I know that I'm not knowledgeable enough to help at all, but I expect you may need to tell us which browser you are using for attempting to access the site. Internet Explorer, Firefox, Chrome, etc. Also you may want to give your operating system though that may not matter.

Other searches using the error term may yield a solution.


----------



## oneokie (Aug 14, 2009)

This part of your error message;
res://ieframe.dll/*dnsserror*.htm#
indicates there is a problem with the domain name server.
Do a search on how to flush the DNS of your computer.


----------



## mnn2501 (Apr 2, 2008)

oneokie said:


> Do a search on how to flush the DNS of your computer.


Open up a command Prompt (go to Start then to Run and type in CMD and hit OK)
Right where the curser is type in IPCONFIG /FLUSHDNS
and then hit Enter


----------



## Sanza (Sep 8, 2008)

I don't understand what you mean by opening a command prompt...how do I do that?
I have vista and use internet explorer.


----------



## Sanza (Sep 8, 2008)

Can anyone give me simple instructions how to fix this?


----------



## Nevada (Sep 9, 2004)

Sanza said:


> Can anyone give me simple instructions how to fix this?


I'm guessing that this happened because a security update has changed the security level definitions in IE. You can probably get to facebook by lowering your security level a notch or two. In IE, click the Tools drop-down menu and select Internet Options. Click the Security tab. Lower the slide bar a notch and see if that helps.

If that doesn't fix it, you may be having a router issue with that website. To fix that, the next time you see the troublesome error page, click Diagnose Connection Problems. In the next window click the "Turn off the TCP setting that is not compatible with your router" link. See if that helps.

Failing that, try turning off Windows Firewall (you'll find it in the Control Panel), Zone Alarm, or any other network security software that you might have running in your machine.


----------



## Sanza (Sep 8, 2008)

Thanks! I'll try that...
I found out how to do the dns flush and it didn't help so hopefully this does.
Most people I talk to can access fb but my grandkids can't either so I'm not alone with this problem. They also use an internet stick but with a different company then I do so it's not something with the service.
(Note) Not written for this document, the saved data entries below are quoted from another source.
//! Retry pipeline for chat backends
//!
//! Wraps exactly one logical outbound call with exponential backoff and
//! jitter. Transient failures are absorbed here and only ever leave as
//! [`ChatError::RetryExhausted`]; fatal failures and cancellation propagate
//! immediately.

use super::{ChatBackend, ChatReply, ChatRequest, LlmError};
use crate::config::RetryConfig;
use crate::core::errors::{ChatError, ChatResult};
use rand::Rng;
use std::sync::Arc;
use std::time::Duration;
use tokio_util::sync::CancellationToken;

/// Upper bound of the random jitter, as a fraction of the computed delay
const JITTER_FRACTION: f64 = 0.25;

/// Backoff and deadline settings
#[derive(Debug, Clone)]
pub struct RetryPolicy {
    /// Total attempts, including the first
    pub max_attempts: u32,
    /// Delay before the first retry
    pub base_delay: Duration,
    /// Cap for the computed delay
    pub max_delay: Duration,
    /// Add jitter to prevent thundering herd
    pub jitter: bool,
    /// Deadline for a single attempt
    pub request_timeout: Duration,
}

impl Default for RetryPolicy {
    fn default() -> Self {
        Self::from_config(&RetryConfig::default())
    }
}

impl RetryPolicy {
    pub fn from_config(config: &RetryConfig) -> Self {
        Self {
            max_attempts: config.max_attempts.max(1),
            base_delay: config.base_delay(),
            max_delay: config.max_delay(),
            jitter: config.jitter,
            request_timeout: config.request_timeout(),
        }
    }

    /// Create a policy with no retries
    pub fn no_retry() -> Self {
        Self {
            max_attempts: 1,
            ..Default::default()
        }
    }

    /// Builder: set max attempts
    pub fn with_max_attempts(mut self, attempts: u32) -> Self {
        self.max_attempts = attempts.max(1);
        self
    }

    /// Builder: enable/disable jitter
    pub fn with_jitter(mut self, jitter: bool) -> Self {
        self.jitter = jitter;
        self
    }

    /// Builder: set per-attempt deadline
    pub fn with_request_timeout(mut self, timeout: Duration) -> Self {
        self.request_timeout = timeout;
        self
    }

    /// Backoff before retry `n` (1-based), without jitter
    ///
    /// `base * 2^(n-1)`, capped at `max_delay`. Non-decreasing in `n`.
    pub fn backoff(&self, retry: u32) -> Duration {
        let exp = retry.saturating_sub(1);
        let factor = 1u64.checked_shl(exp).unwrap_or(u64::MAX);
        let base_ms = self.base_delay.as_millis() as u64;
        let delay_ms = base_ms.saturating_mul(factor);
        Duration::from_millis(delay_ms).min(self.max_delay)
    }

    /// Delay to wait after `error` ended attempt `retry`
    ///
    /// Jitter adds up to 25% but never pushes past `max_delay`. A server wait
    /// hint wins whenever it is longer than the computed delay.
    pub fn delay_for_retry(&self, retry: u32, error: &LlmError) -> Duration {
        let backoff = self.backoff(retry);
        let computed = if self.jitter {
            let factor = rand::thread_rng().gen_range(0.0..=JITTER_FRACTION);
            backoff.mul_f64(1.0 + factor).min(self.max_delay)
        } else {
            backoff
        };

        match error.retry_after() {
            Some(hint) if hint > computed => hint,
            _ => computed,
        }
    }
}

/// Result classification of one attempt
#[derive(Debug, Clone, Copy, PartialEq, Eq)]
pub enum AttemptOutcome {
    Success,
    TransientFailure,
    FatalFailure,
}

/// Record of one attempt; lives only as long as the request
#[derive(Debug, Clone)]
pub struct RetryAttempt {
    /// 1-based attempt number
    pub attempt: u32,
    /// Backoff waited before this attempt started
    pub elapsed_wait: Duration,
    pub outcome: AttemptOutcome,
}

/// Progress notification emitted before each backoff wait
#[derive(Debug, Clone)]
pub struct RetryNotice<'a> {
    /// The attempt that just failed
    pub attempt: u32,
    pub max_attempts: u32,
    /// Wait before the next attempt
    pub delay: Duration,
    pub error: &'a LlmError,
}

/// Successful pipeline run
#[derive(Debug, Clone)]
pub struct RetryReport {
    pub reply: ChatReply,
    pub attempts: Vec<RetryAttempt>,
}

/// A backend wrapped with a retry policy
pub struct RetryPipeline {
    backend: Arc<dyn ChatBackend>,
    policy: RetryPolicy,
}

impl RetryPipeline {
    pub fn new(backend: Arc<dyn ChatBackend>, policy: RetryPolicy) -> Self {
        Self { backend, policy }
    }

    pub fn policy(&self) -> &RetryPolicy {
        &self.policy
    }

    pub fn backend_name(&self) -> &str {
        self.backend.name()
    }

    /// Execute one logical call
    ///
    /// Both the call and the backoff wait race against `cancel`; cancellation
    /// returns [`ChatError::Cancelled`] and is never retried. Expiry of the
    /// per-attempt deadline counts as a transient failure.
    pub async fn execute<F>(
        &self,
        request: &ChatRequest,
        cancel: &CancellationToken,
        mut on_retry: F,
    ) -> ChatResult<RetryReport>
    where
        F: FnMut(&RetryNotice<'_>),
    {
        let max_attempts = self.policy.max_attempts;
        let mut attempts = Vec::new();
        let mut attempt = 0u32;
        let mut waited = Duration::ZERO;

        loop {
            attempt += 1;
            if cancel.is_cancelled() {
                return Err(ChatError::Cancelled);
            }

            let result = tokio::select! {
                biased;
                _ = cancel.cancelled() => {
                    tracing::debug!(session_id = %request.session_id, attempt, "Request cancelled mid-call");
                    return Err(ChatError::Cancelled);
                }
                result = tokio::time::timeout(self.policy.request_timeout, self.backend.complete(request)) => {
                    result.unwrap_or(Err(LlmError::Timeout(self.policy.request_timeout)))
                }
            };

            let error = match result {
                Ok(reply) => {
                    attempts.push(RetryAttempt {
                        attempt,
                        elapsed_wait: waited,
                        outcome: AttemptOutcome::Success,
                    });
                    if attempt > 1 {
                        tracing::info!(session_id = %request.session_id, attempt, "Request succeeded after retry");
                    }
                    return Ok(RetryReport { reply, attempts });
                }
                Err(e) => e,
            };

            if !error.is_retryable() {
                tracing::warn!(
                    session_id = %request.session_id,
                    attempt,
                    backend = self.backend.name(),
                    "Fatal service error: {}",
                    error
                );
                return Err(ChatError::FatalService(error));
            }

            attempts.push(RetryAttempt {
                attempt,
                elapsed_wait: waited,
                outcome: AttemptOutcome::TransientFailure,
            });

            if attempt >= max_attempts {
                tracing::warn!(
                    session_id = %request.session_id,
                    attempts = attempt,
                    "Retries exhausted: {}",
                    error
                );
                return Err(ChatError::RetryExhausted {
                    attempts: attempt,
                    last: error,
                });
            }

            let delay = self.policy.delay_for_retry(attempt, &error);
            tracing::info!(
                session_id = %request.session_id,
                attempt,
                max_attempts,
                delay_ms = delay.as_millis() as u64,
                "Transient service error, retrying: {}",
                error
            );
            on_retry(&RetryNotice {
                attempt,
                max_attempts,
                delay,
                error: &error,
            });

            tokio::select! {
                biased;
                _ = cancel.cancelled() => {
                    tracing::debug!(session_id = %request.session_id, attempt, "Request cancelled during backoff");
                    return Err(ChatError::Cancelled);
                }
                _ = tokio::time::sleep(delay) => {}
            }
            waited = delay;
        }
    }
}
Once my dd finds out I hope she'll look for the solution and she's more computer literate then I am.


----------



## Nevada (Sep 9, 2004)

To be sure that you aren't looking at a cached page you should do a "super refresh" after each new thing you try. Do a super refresh by holding down the Shift key while you click refresh.


----------



## Harry Chickpea (Dec 19, 2008)

Domain name servers translate the numerical addresses of web pages (which is some number like 255.255.255.255) into the name you type in on the address bar (like google.com). 

Often a DNS error means that the server your computer is set up to use has not updated their list, or is trying to do something like redirect requests seeking a service (like Facebook) to a page of their own, which then tries to handle the requests. Reasons for them to do this include reducing traffic from heavy websites, attempting to place advertising on the webpage, and so on.

Facebook is at:
69.63.189.11
69.63.189.12
69.63.189.16

From Windows start, you can generally find the "run" line, which allows you to type in a command or name of a program. If you type in Command.com, you should get a black box with a command prompt.
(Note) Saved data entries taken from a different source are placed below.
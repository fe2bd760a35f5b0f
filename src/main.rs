use anyhow::Result;
use clap::{Parser, Subcommand};
use std::path::PathBuf;
use tracing_subscriber::{layer::SubscriberExt, util::SubscriberInitExt};

mod cli;

#[derive(Parser)]
#[command(name = "vaultchat")]
#[command(author, version, about = "Vaultchat - encrypted multi-session chat client", long_about = None)]
struct Cli {
    #[command(subcommand)]
    command: Commands,

    /// Enable verbose logging
    #[arg(short, long, global = true)]
    verbose: bool,

    /// Configuration file (default: platform config directory)
    #[arg(long, global = true)]
    config: Option<PathBuf>,
}

#[derive(Subcommand)]
enum Commands {
    /// Interactive chat in a new or existing session
    Chat {
        /// Session to resume (a new one is created when omitted)
        #[arg(short, long)]
        session: Option<String>,

        /// Prompt preset to apply (general, code_review, teacher, translator, writer)
        #[arg(short, long)]
        preset: Option<String>,
    },

    /// List stored sessions
    List {
        /// Print as JSON
        #[arg(long)]
        json: bool,
    },

    /// Create an empty session and print its id
    New {
        /// Session title
        #[arg(short, long)]
        title: Option<String>,
    },

    /// Delete a session and its stored blob
    Delete {
        /// Session id
        id: String,
    },

    /// Export a session transcript as Markdown
    Export {
        /// Session id
        id: String,

        /// Output file (default: stdout)
        #[arg(short, long)]
        output: Option<PathBuf>,
    },

    /// Generate a new base64 encryption key
    Keygen,

    /// Encrypt an API credential read from stdin with the configured key
    EncryptCredential,
}

#[tokio::main]
async fn main() -> Result<()> {
    let cli = Cli::parse();

    // Initialize logging
    let filter = if cli.verbose {
        "vaultchat=debug"
    } else {
        "vaultchat=info"
    };

    tracing_subscriber::registry()
        .with(
            tracing_subscriber::EnvFilter::try_from_default_env().unwrap_or_else(|_| filter.into()),
        )
        .with(tracing_subscriber::fmt::layer().with_writer(std::io::stderr))
        .init();

    let config_path = cli.config.as_deref();
    match cli.command {
        Commands::Chat { session, preset } => {
            let config = cli::load_config(config_path)?;
            cli::run_chat(&config, session, preset).await
        }
        Commands::List { json } => cli::run_list(&cli::load_config(config_path)?, json),
        Commands::New { title } => cli::run_new(&cli::load_config(config_path)?, title.as_deref()),
        Commands::Delete { id } => cli::run_delete(&cli::load_config(config_path)?, &id).await,
        Commands::Export { id, output } => {
            cli::run_export(&cli::load_config(config_path)?, &id, output)
        }
        Commands::Keygen => cli::run_keygen(),
        Commands::EncryptCredential => cli::run_encrypt_credential(),
    }
}
//! Typed errors for LLM operations
//!
//! Classifies remote failures so the retry pipeline can decide without string
//! matching whether another attempt can help:
//! - transient: `RateLimited` (429), `ServiceError` (5xx), `Network`, `Timeout`
//! - fatal: `Unauthorized` (401), `Forbidden` (403), `BadRequest` (400/404/413/422),
//!   `ContentPolicy`

use std::time::Duration;
use thiserror::Error;

#[derive(Debug, Clone, Error)]
pub enum LlmError {
    /// Credential missing, expired or invalid (HTTP 401)
    #[error("Unauthorized: {0}")]
    Unauthorized(String),

    /// Credential valid but not allowed to use this resource (HTTP 403)
    #[error("Forbidden: {0}")]
    Forbidden(String),

    /// Rate limit exceeded (HTTP 429)
    ///
    /// `retry_after` carries the server's wait hint when one was sent.
    #[error("Rate limited: {message}")]
    RateLimited {
        message: String,
        retry_after: Option<Duration>,
    },

    /// Malformed request; retrying the same payload cannot succeed
    #[error("Bad request: {0}")]
    BadRequest(String),

    /// The request or its output was refused on content-policy grounds
    #[error("Content policy rejection: {0}")]
    ContentPolicy(String),

    /// Server-side error (HTTP 5xx, overloaded)
    #[error("Service error: {0}")]
    ServiceError(String),

    /// Connection refused, reset, DNS failure, ...
    #[error("Network error: {0}")]
    Network(String),

    /// The per-attempt deadline elapsed before a response arrived
    #[error("Request timed out after {0:?}")]
    Timeout(Duration),
}

impl LlmError {
    /// Check if another attempt may succeed
    pub fn is_retryable(&self) -> bool {
        matches!(
            self,
            LlmError::RateLimited { .. }
                | LlmError::ServiceError(_)
                | LlmError::Network(_)
                | LlmError::Timeout(_)
        )
    }

    /// Check if this error indicates a rate limit that requires waiting
    pub fn needs_rate_limit_wait(&self) -> bool {
        matches!(self, LlmError::RateLimited { .. })
    }

    /// Server-provided minimum wait before the next attempt
    pub fn retry_after(&self) -> Option<Duration> {
        match self {
            LlmError::RateLimited { retry_after, .. } => *retry_after,
            _ => None,
        }
    }

    /// Convert HTTP status code, error body and `retry-after` header into a typed error
    pub fn from_http_status(
        status: reqwest::StatusCode,
        error_text: String,
        retry_after: Option<Duration>,
    ) -> Self {
        match status.as_u16() {
            401 => LlmError::Unauthorized(error_text),
            403 => LlmError::Forbidden(error_text),
            429 => LlmError::RateLimited {
                message: error_text,
                retry_after,
            },
            408 | 409 | 425 => LlmError::ServiceError(format!("HTTP {}: {}", status, error_text)),
            400 if is_content_policy(&error_text) => LlmError::ContentPolicy(error_text),
            400..=499 => LlmError::BadRequest(format!("HTTP {}: {}", status, error_text)),
            _ => LlmError::ServiceError(format!("HTTP {}: {}", status, error_text)),
        }
    }

    /// Convert network/connection errors into typed LlmError
    pub fn from_network_error(e: reqwest::Error) -> Self {
        if e.is_timeout() {
            LlmError::Network(format!("Request timeout: {}", e))
        } else if e.is_connect() {
            LlmError::Network(format!("Connection failed: {}", e))
        } else if let Some(status) = e.status() {
            Self::from_http_status(status, e.to_string(), None)
        } else if e.is_decode() {
            LlmError::ServiceError(format!("Unreadable response: {}", e))
        } else {
            LlmError::Network(e.to_string())
        }
    }
}

/// Parse a `retry-after` header value given in delta-seconds
pub fn parse_retry_after(value: &str) -> Option<Duration> {
    let secs: f64 = value.trim().parse().ok()?;
    if secs.is_finite() && secs >= 0.0 {
        Some(Duration::from_secs_f64(secs))
    } else {
        None
    }
}

fn is_content_policy(body: &str) -> bool {
    let lower = body.to_ascii_lowercase();
    lower.contains("content policy")
        || lower.contains("content_policy")
        || lower.contains("usage policy")
        || lower.contains("safety system")
}

#[cfg(test)]
mod tests {
    use super::*;

    #[test]
    fn test_auth_failures_are_fatal() {
        assert!(!LlmError::Unauthorized("token expired".into()).is_retryable());
        assert!(!LlmError::Forbidden("no access".into()).is_retryable());
    }

    #[test]
    fn test_rate_limited_is_retryable() {
        let err = LlmError::RateLimited {
            message: "quota exceeded".into(),
            retry_after: Some(Duration::from_secs(3)),
        };
        assert!(err.is_retryable());
        assert!(err.needs_rate_limit_wait());
        assert_eq!(err.retry_after(), Some(Duration::from_secs(3)));
    }

    #[test]
    fn test_bad_request_not_retryable() {
        let err = LlmError::BadRequest("invalid parameter".to_string());
        assert!(!err.is_retryable());
        assert_eq!(err.retry_after(), None);
    }

    #[test]
    fn test_from_http_status() {
        use reqwest::StatusCode;

        let err = LlmError::from_http_status(StatusCode::UNAUTHORIZED, "Invalid token".into(), None);
        assert!(matches!(err, LlmError::Unauthorized(_)));

        let err = LlmError::from_http_status(
            StatusCode::TOO_MANY_REQUESTS,
            "Rate limit exceeded".into(),
            Some(Duration::from_secs(2)),
        );
        assert_eq!(err.retry_after(), Some(Duration::from_secs(2)));

        let err = LlmError::from_http_status(StatusCode::BAD_REQUEST, "Bad request".into(), None);
        assert!(matches!(err, LlmError::BadRequest(_)));

        let err = LlmError::from_http_status(
            StatusCode::BAD_REQUEST,
            "Output blocked by content policy".into(),
            None,
        );
        assert!(matches!(err, LlmError::ContentPolicy(_)));

        let err = LlmError::from_http_status(
            StatusCode::INTERNAL_SERVER_ERROR,
            "Server error".into(),
            None,
        );
        assert!(matches!(err, LlmError::ServiceError(_)));

        let err = LlmError::from_http_status(
            StatusCode::from_u16(529).unwrap(),
            "Overloaded".into(),
            None,
        );
        assert!(err.is_retryable());
    }

    #[test]
    fn test_parse_retry_after() {
        assert_eq!(parse_retry_after("5"), Some(Duration::from_secs(5)));
        assert_eq!(parse_retry_after(" 1.5 "), Some(Duration::from_millis(1500)));
        assert_eq!(parse_retry_after("-1"), None);
        assert_eq!(parse_retry_after("Wed, 21 Oct 2015 07:28:00 GMT"), None);
    }

    #[test]
    fn test_error_display() {
        let err = LlmError::Unauthorized("token expired".to_string());
        assert_eq!(err.to_string(), "Unauthorized: token expired");

        let err = LlmError::Timeout(Duration::from_secs(30));
        assert_eq!(err.to_string(), "Request timed out after 30s");
    }
}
At the command prompt, type in: 
nslookup facebook.com
If it comes back with another address other than the ones listed above, contact the company you pay for access to the net and read them the riot act. 

You may be able to access facebook temporarily by using a free proxy server. Just google "free proxy server" and choose one. Type in the Facebook.com address and you should get access.


----------



## Sanza (Sep 8, 2008)

Well I found the proper way to access what I needed....with vista it's go to programs, accessories, and the command prompt. Thought I had this thing beat!....lol
I found the same addresses as you, had to add the "s" to the http and this is what came up:

"Certificate Error - Navigation blocked
There is a problem with this website's security certificate
Security certificate problems may indicate an attempt to fool you or intercept any data you send to the server.
WE RECOMMEND THAT YOU CLOSE THIS WEBPAGE AND DO NOT CONTINUE TO THIS WEBSITE.
If you choose to ignore this error and continue do not enter private information into the website."
I did ignore the message and tried to continue on but I just ended up at the origional "cannot display webpage"
Does it mean my firewall is stopping the site because one of the applications has a virus? Or does this mean that my account there was hacked? 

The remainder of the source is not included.